We now train the GloVe model using this preprocessed and tokenized text. We set a language-specific minimal word frequency described in our manuscript, a vector size of 300 and a context size of 5. We further impose similar parameters as in Pennington, Socher and Manning (2014), i.e. we set $xmax = 100$ , $\alpha = 3/4$ and a maximum iteration of $50$ .
We then fastText models for our preprocessed and tokenized text using a context window of 5 and setting the dimensions of the word vectors to 300. For the dictionary, we impose the minimal frequency of occurrences in the entire corpus described in our manuscript, and use negative sampling of size 10.
Finally, for both fastText and GloVe embeddings, we then train ALC embeddings to obtain the relevant transformation matrices using trainA_chunks_wiki.R. To handle the large size of the respective corpora, we use a chunk-based learning approach. That is, we read in the relevant preprocessed corpus by chunk and perform the following operations by chunk:

Retain vocabulary with a minimum term frequency of the language-specific threshold
Create a feature-cooccurrence-matrix (FCM) using conText, with a window size of 5 and equal weighting
Obtain a corresponding feature-embedding-matrix that provides additive context-specific feature embeddings, averaged over all embedding instances in a given chunk.

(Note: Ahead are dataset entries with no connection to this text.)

use crate::instruction::Instruction;
use crate::{RegisterId, SymbolId, Word};

use consts::*;

pub mod consts;

#[derive(Debug, Clone, Copy, PartialEq, Eq, Hash, strum::EnumIter, strum::FromRepr)]
#[cfg_attr(feature = "serde", derive(serde::Serialize, serde::Deserialize))]
#[repr(u8)]
/// Opcode byte representation, without operands.
///
/// This is what the dispatch loop matches on after decoding an
/// [`Instruction`]; the operand-carrying [`Opcode`] enum is the
/// construction-side counterpart.
pub enum OpcodeRepr {
    /// Call a function value.
    CALL = OP_CALL,
    /// Return from the current frame.
    RET = OP_RET,
    /// Unconditional relative jump.
    JMP = OP_JMP,
    /// Jump if a boolean register is false.
    JZE = OP_JZE,
    /// Jump if a boolean register is true.
    JNZ = OP_JNZ,
    /// Value equality.
    EQ = OP_EQ,
    /// Value inequality.
    NE = OP_NE,
    /// Ordered less-than.
    LT = OP_LT,
    /// Ordered less-or-equal.
    LE = OP_LE,
    /// Ordered greater-than.
    GT = OP_GT,
    /// Ordered greater-or-equal.
    GE = OP_GE,
    /// Numeric addition.
    ADD = OP_ADD,
    /// Numeric subtraction.
    SUB = OP_SUB,
    /// Numeric multiplication.
    MUL = OP_MUL,
    /// Numeric division.
    DIV = OP_DIV,
    /// Integer remainder.
    MOD = OP_MOD,
    /// Numeric negation.
    NEG = OP_NEG,
    /// In-place increment of a number register.
    INC = OP_INC,
    /// In-place decrement of a number register.
    DEC = OP_DEC,
    /// Bitwise and.
    AND = OP_AND,
    /// Bitwise or.
    OR = OP_OR,
    /// Bitwise xor.
    XOR = OP_XOR,
    /// Left shift.
    SHL = OP_SHL,
    /// Right shift.
    SHR = OP_SHR,
    /// Bitwise complement.
    BITNOT = OP_BITNOT,
    /// Boolean negation.
    LOGNOT = OP_LOGNOT,
    /// Type name of a value.
    TYPEOF = OP_TYPEOF,
    /// String concatenation.
    CONCAT = OP_CONCAT,
    /// Load an inline constant.
    LDCONST = OP_LDCONST,
    /// Load a local symbol-table slot, resolving stubs against globals.
    LDSYM = OP_LDSYM,
    /// Register-to-register copy.
    MOV = OP_MOV,
    /// Materialise the current frame's argument array.
    ARGV = OP_ARGV,
    /// Fresh empty array.
    NEWARR = OP_NEWARR,
    /// Fresh empty hashmap.
    NEWHASH = OP_NEWHASH,
    /// Indexed read (array, string or hashmap).
    IDXGET = OP_IDXGET,
    /// Indexed write (array or hashmap).
    IDXSET = OP_IDXSET,
    /// Append to an array.
    ARRPUSH = OP_ARRPUSH,
    /// Skip over an inline nested function body.
    FUNCTION = OP_FUNCTION,
    /// Define a global from a register; fails if already defined.
    GLBVAL = OP_GLBVAL,
    /// Wrap the prototype function in a register into a closure.
    CLOSURE = OP_CLOSURE,
    /// Load an upvalue of the executing closure.
    LDUPVAL = OP_LDUPVAL,
    /// Class-chain method lookup.
    METHOD = OP_METHOD,
    /// Property read through the accessor protocol.
    PROPGET = OP_PROPGET,
    /// Property write through the accessor protocol.
    PROPSET = OP_PROPSET,
}

impl OpcodeRepr {
    /// Decode an opcode byte; `None` for bytes outside the opcode range.
    pub fn from_u8(b: u8) -> Option<Self> {
        Self::from_repr(b)
    }
}

#[derive(Debug, Clone, Copy, PartialEq, Eq, Hash)]
#[cfg_attr(feature = "serde", derive(serde::Serialize, serde::Deserialize))]
/// Instruction representation with operands, used to construct bytecode.
///
/// Each variant encodes to exactly one [`Word`]. Instructions with trailing
/// operand words (constant payloads, jump offsets, packed call arguments,
/// closure descriptors, inline global names) emit those words separately;
/// the emitter in the compiler owns that layout.
pub enum Opcode {
    /// `A` = caller return slot, `B` = callee register, `C` = argc.
    ///
    /// Followed by `packed_words(argc)` words of packed 8-bit argument
    /// register indices.
    CALL(RegisterId, RegisterId, u8),
    /// Return the value in register `A`, popping the current frame.
    RET(RegisterId),
    /// Unconditional jump; followed by one signed offset word.
    JMP,
    /// Jump if the boolean in `A` is false; followed by one offset word.
    JZE(RegisterId),
    /// Jump if the boolean in `A` is true; followed by one offset word.
    JNZ(RegisterId),
    /// `A = B == C`. Never fails.
    EQ(RegisterId, RegisterId, RegisterId),
    /// `A = B != C`. Never fails.
    NE(RegisterId, RegisterId, RegisterId),
    /// `A = B < C` over two numbers or two ordered objects.
    LT(RegisterId, RegisterId, RegisterId),
    /// `A = B <= C`.
    LE(RegisterId, RegisterId, RegisterId),
    /// `A = B > C`.
    GT(RegisterId, RegisterId, RegisterId),
    /// `A = B >= C`.
    GE(RegisterId, RegisterId, RegisterId),
    /// `A = B + C` over numbers.
    ADD(RegisterId, RegisterId, RegisterId),
    /// `A = B - C` over numbers.
    SUB(RegisterId, RegisterId, RegisterId),
    /// `A = B * C` over numbers.
    MUL(RegisterId, RegisterId, RegisterId),
    /// `A = B / C`; integer division truncates, zero divisor errors.
    DIV(RegisterId, RegisterId, RegisterId),
    /// `A = B % C` over integers.
    MOD(RegisterId, RegisterId, RegisterId),
    /// `A = -B` over a number.
    NEG(RegisterId, RegisterId),
    /// `A += 1` in place.
    INC(RegisterId),
    /// `A -= 1` in place.
    DEC(RegisterId),
    /// `A = B & C` over integers.
    AND(RegisterId, RegisterId, RegisterId),
    /// `A = B | C` over integers.
    OR(RegisterId, RegisterId, RegisterId),
    /// `A = B ^ C` over integers.
    XOR(RegisterId, RegisterId, RegisterId),
    /// `A = B << C` over integers.
    SHL(RegisterId, RegisterId, RegisterId),
    /// `A = B >> C` over integers.
    SHR(RegisterId, RegisterId, RegisterId),
    /// `A = ~B` over an integer.
    BITNOT(RegisterId, RegisterId),
    /// `A = !B` over a boolean.
    LOGNOT(RegisterId, RegisterId),
    /// `A` = type-name string of `B`.
    TYPEOF(RegisterId, RegisterId),
    /// `A = B .. C` over two strings.
    CONCAT(RegisterId, RegisterId, RegisterId),
    /// Load constant kind `B` into `A`; int/float kinds read two payload
    /// words.
    LDCONST(RegisterId, ConstOperand),
    /// Load symbol-table slot `MID` into `A`, resolving stubs.
    LDSYM(RegisterId, SymbolId),
    /// `A = B`.
    MOV(RegisterId, RegisterId),
    /// `A` = the frame's (cached) argument array.
    ARGV(RegisterId),
    /// `A` = fresh empty array.
    NEWARR(RegisterId),
    /// `A` = fresh empty hashmap.
    NEWHASH(RegisterId),
    /// `A = B[C]`.
    IDXGET(RegisterId, RegisterId, RegisterId),
    /// `A[B] = C`.
    IDXSET(RegisterId, RegisterId, RegisterId),
    /// Append `B` to the array in `A`.
    ARRPUSH(RegisterId, RegisterId),
    /// Step over the function header and body that follow.
    FUNCTION,
    /// Define global named by the `MID`-byte inline name from register `A`.
    GLBVAL(RegisterId, SymbolId),
    /// Close over the prototype in `A` with `B` descriptor words following.
    CLOSURE(RegisterId, u8),
    /// `A` = upvalue `B` of the executing closure.
    LDUPVAL(RegisterId, u8),
    /// `A` = method `C` (a string register) of object `B`.
    METHOD(RegisterId, RegisterId, RegisterId),
    /// Property `MID` (a symbol-table string) of the object in `A`, written
    /// back into `A`.
    PROPGET(RegisterId, SymbolId),
    /// `A.name = C` where `B` holds the property-name string.
    PROPSET(RegisterId, RegisterId, RegisterId),
}

/// Constant-kind operand of [`Opcode::LDCONST`].
pub type ConstOperand = u8;

impl Opcode {
    /// Opcode byte of this instruction.
    pub const fn repr(&self) -> OpcodeRepr {
        match self {
            Self::CALL(..) => OpcodeRepr::CALL,
            Self::RET(..) => OpcodeRepr::RET,
            Self::JMP => OpcodeRepr::JMP,
            Self::JZE(..) => OpcodeRepr::JZE,
            Self::JNZ(..) => OpcodeRepr::JNZ,
            Self::EQ(..) => OpcodeRepr::EQ,
            Self::NE(..) => OpcodeRepr::NE,
            Self::LT(..) => OpcodeRepr::LT,
            Self::LE(..) => OpcodeRepr::LE,
            Self::GT(..) => OpcodeRepr::GT,
            Self::GE(..) => OpcodeRepr::GE,
            Self::ADD(..) => OpcodeRepr::ADD,
            Self::SUB(..) => OpcodeRepr::SUB,
            Self::MUL(..) => OpcodeRepr::MUL,
            Self::DIV(..) => OpcodeRepr::DIV,
            Self::MOD(..) => OpcodeRepr::MOD,
            Self::NEG(..) => OpcodeRepr::NEG,
            Self::INC(..) => OpcodeRepr::INC,
            Self::DEC(..) => OpcodeRepr::DEC,
            Self::AND(..) => OpcodeRepr::AND,
            Self::OR(..) => OpcodeRepr::OR,
            Self::XOR(..) => OpcodeRepr::XOR,
            Self::SHL(..) => OpcodeRepr::SHL,
            Self::SHR(..) => OpcodeRepr::SHR,
            Self::BITNOT(..) => OpcodeRepr::BITNOT,
            Self::LOGNOT(..) => OpcodeRepr::LOGNOT,
            Self::TYPEOF(..) => OpcodeRepr::TYPEOF,
            Self::CONCAT(..) => OpcodeRepr::CONCAT,
            Self::LDCONST(..) => OpcodeRepr::LDCONST,
            Self::LDSYM(..) => OpcodeRepr::LDSYM,
            Self::MOV(..) => OpcodeRepr::MOV,
            Self::ARGV(..) => OpcodeRepr::ARGV,
            Self::NEWARR(..) => OpcodeRepr::NEWARR,
            Self::NEWHASH(..) => OpcodeRepr::NEWHASH,
            Self::IDXGET(..) => OpcodeRepr::IDXGET,
            Self::IDXSET(..) => OpcodeRepr::IDXSET,
            Self::ARRPUSH(..) => OpcodeRepr::ARRPUSH,
            Self::FUNCTION => OpcodeRepr::FUNCTION,
            Self::GLBVAL(..) => OpcodeRepr::GLBVAL,
            Self::CLOSURE(..) => OpcodeRepr::CLOSURE,
            Self::LDUPVAL(..) => OpcodeRepr::LDUPVAL,
            Self::METHOD(..) => OpcodeRepr::METHOD,
            Self::PROPGET(..) => OpcodeRepr::PROPGET,
            Self::PROPSET(..) => OpcodeRepr::PROPSET,
        }
    }
}

const fn abc(op: u8, a: u8, b: u8, c: u8) -> Word {
    (op as Word) | ((a as Word) << 8) | ((b as Word) << 16) | ((c as Word) << 24)
}

const fn amid(op: u8, a: u8, mid: u16) -> Word {
    (op as Word) | ((a as Word) << 8) | ((mid as Word) << 16)
}

impl From<Opcode> for Word {
    fn from(op: Opcode) -> Word {
        let byte = op.repr() as u8;

        match op {
            Opcode::CALL(a, b, c)
            | Opcode::EQ(a, b, c)
            | Opcode::NE(a, b, c)
            | Opcode::LT(a, b, c)
            | Opcode::LE(a, b, c)
            | Opcode::GT(a, b, c)
            | Opcode::GE(a, b, c)
            | Opcode::ADD(a, b, c)
            | Opcode::SUB(a, b, c)
            | Opcode::MUL(a, b, c)
            | Opcode::DIV(a, b, c)
            | Opcode::MOD(a, b, c)
            | Opcode::AND(a, b, c)
            | Opcode::OR(a, b, c)
            | Opcode::XOR(a, b, c)
            | Opcode::SHL(a, b, c)
            | Opcode::SHR(a, b, c)
            | Opcode::CONCAT(a, b, c)
            | Opcode::IDXGET(a, b, c)
            | Opcode::IDXSET(a, b, c)
            | Opcode::METHOD(a, b, c)
            | Opcode::PROPSET(a, b, c) => abc(byte, a, b, c),

            Opcode::NEG(a, b)
            | Opcode::BITNOT(a, b)
            | Opcode::LOGNOT(a, b)
            | Opcode::TYPEOF(a, b)
            | Opcode::MOV(a, b)
            | Opcode::ARRPUSH(a, b)
            | Opcode::LDCONST(a, b)
            | Opcode::CLOSURE(a, b)
            | Opcode::LDUPVAL(a, b) => abc(byte, a, b, 0),

            Opcode::RET(a)
            | Opcode::JZE(a)
            | Opcode::JNZ(a)
            | Opcode::INC(a)
            | Opcode::DEC(a)
            | Opcode::ARGV(a)
            | Opcode::NEWARR(a)
            | Opcode::NEWHASH(a) => abc(byte, a, 0, 0),

            Opcode::LDSYM(a, mid) | Opcode::GLBVAL(a, mid) | Opcode::PROPGET(a, mid) => {
                amid(byte, a, mid)
            }

            Opcode::JMP | Opcode::FUNCTION => byte as Word,
        }
    }
}

impl From<Opcode> for Instruction {
    fn from(op: Opcode) -> Instruction {
        Instruction::new(Word::from(op))
    }
}

#[cfg(test)]
mod tests {
    use super::*;
    use strum::IntoEnumIterator;

    #[test]
    fn opcode_byte_round_trip() {
        for repr in OpcodeRepr::iter() {
            assert_eq!(Some(repr), OpcodeRepr::from_u8(repr as u8));
        }
    }

    #[test]
    fn bytes_outside_the_opcode_range_do_not_decode() {
        let last = OpcodeRepr::iter().last().unwrap() as u8;
        for b in (last + 1)..=u8::MAX {
            assert_eq!(None, OpcodeRepr::from_u8(b));
        }
    }

    #[test]
    fn operand_fields_land_where_the_decoder_reads_them() {
        let word = Word::from(Opcode::ADD(0x10, 0x20, 0x30));
        let parsed = Instruction::new(word);

        assert_eq!(parsed.op(), OP_ADD);
        assert_eq!(parsed.a(), 0x10);
        assert_eq!(parsed.b(), 0x20);
        assert_eq!(parsed.c(), 0x30);

        let word = Word::from(Opcode::LDSYM(0x07, 0xbeef));
        let parsed = Instruction::new(word);

        assert_eq!(parsed.op(), OP_LDSYM);
        assert_eq!(parsed.a(), 0x07);
        assert_eq!(parsed.mid(), 0xbeef);
    }
}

To obtain the un-transformed additive embeddings for all features across the entire corpus, we then simply average the chunk-specific additive embeddings for each feature across the chunks. This is possible, because the additive context embeddings from step 3 are themselves simple averages of the respective instance-specific additive context embeddings in a given chunk. We do this for all features appearing with a frequency of at least the language-specific threshold across the entire corpus. Finally, we train the corresponding transformation matrix with log-weighting.

It is highly recommended to train the resources on a high-performance server with sufficient RAM and parallelization availability. When using the training pipeline, remember to adjust all directories in the training code.